Choose the right panel type for the data:

- **Time series**: Primary panel for anything over time -- CPU, memory, request rate, latency.
- **Stat**: Single-value with thresholds -- error count, uptime, active replicas.
- **Gauge**: Value within a known range -- disk/memory/CPU percentage.
- **Table**: Multi-column data -- top pods by CPU, certificate expiration dates.
- **Logs**: Loki log streams. Pair with metrics panels above to correlate spikes.
- **Bar gauge**: Horizontal bars for ranked comparisons -- top 10 pods by memory.

## Dashboard Provisioning

In Kubernetes, provision dashboards via ConfigMaps. Grafana's sidecar container watches for ConfigMaps with a specific label and loads their contents as dashboards.

```yaml
apiVersion: v1
kind: ConfigMap
metadata:
  name: app-dashboard
  namespace: monitoring
  labels:
    grafana_dashboard: "1"   # label the sidecar watches for
data:
  app-dashboard.json: |
    {
      "dashboard": {
        "title": "Application Overview",
        "panels": [ ... ],
        "templating": { ... }
      }
    }
```

With kube-prometheus-stack, the sidecar label is configured via `grafana.sidecar.dashboards.label` in Helm values (default: `grafana_dashboard`).

For file-based provisioning outside Kubernetes:

```yaml
# grafana/provisioning/dashboards/default.yml
apiVersion: 1
providers:
  - name: default
    orgId: 1
    folder: "Infrastructure"
    type: file
    options:
      path: /var/lib/grafana/dashboards
      foldersFromFilesStructure: true
```

## Grafana as Code

**Grafonnet** is a Jsonnet library for generating dashboards programmatically:

```jsonnet
local grafana = import 'github.com/grafana/grafonnet/gen/grafonnet-latest/main.libsonnet';

grafana.dashboard.new('Service Overview')
+ grafana.dashboard.withPanels([
  grafana.panel.timeSeries.new('Request Rate')
  + grafana.panel.timeSeries.queryOptions.withTargets([
    grafana.query.prometheus.new('Prometheus',
      'sum by (handler) (rate(http_requests_total{namespace="$namespace"}[5m]))')
  ])
  + grafana.panel.timeSeries.standardOptions.withUnit('reqps'),
])
```

Build with `jsonnet -J vendor service-dashboard.jsonnet > service-dashboard.json`.

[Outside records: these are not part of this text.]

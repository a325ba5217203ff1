//! Loading indicator with three fixed size presets.

#[cfg(test)]
#[path = "spinner_test.rs"]
mod spinner_test;

use leptos::prelude::*;

/// Size presets for the loading indicator.
#[derive(Clone, Copy, Debug, Default, PartialEq, Eq)]
pub enum SpinnerSize {
    Small,
    #[default]
    Medium,
    Large,
}

impl SpinnerSize {
    /// CSS modifier class for this preset.
    #[must_use]
    pub fn class(self) -> &'static str {
        match self {
            Self::Small => "spinner--small",
            Self::Medium => "spinner--medium",
            Self::Large => "spinner--large",
        }
    }
}

/// Spinning loading indicator with an optional caption.
#[component]
pub fn Spinner(
    #[prop(optional)] size: SpinnerSize,
    #[prop(optional)] caption: &'static str,
) -> impl IntoView {
    view! {
        <div class=format!("spinner {}", size.class()) role="status">
            <span class="spinner__ring" aria-hidden="true"></span>
            <Show when=move || !caption.is_empty()>
                <span class="spinner__caption">{caption}</span>
            </Show>
        </div>
    }
}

**Terraform provider** manages Grafana resources as infrastructure:

```hcl
resource "grafana_dashboard" "app" {
  config_json = file("dashboards/app.json")
  folder      = grafana_folder.monitoring.id
}
```

## Community Dashboards

Import proven dashboards by ID rather than building from scratch: Node Exporter Full (1860), Kubernetes Cluster (7249), Kubernetes Pods (6879), CoreDNS (5926), NGINX Ingress (9614). Import via `grafana.com/grafana/dashboards/{ID}` and customize thresholds to match your environment.

## Grafana Alerting vs Alertmanager

Grafana 9+ has a built-in alerting engine that evaluates rules against any data source. Use Grafana alerting for Loki log queries or multi-datasource conditions. Use Alertmanager for purely Prometheus-based alerts with gossip HA deduplication. Running both is common: Prometheus rules go through Alertmanager, Loki-based alerts go through Grafana alerting. Avoid duplicating the same alert in both.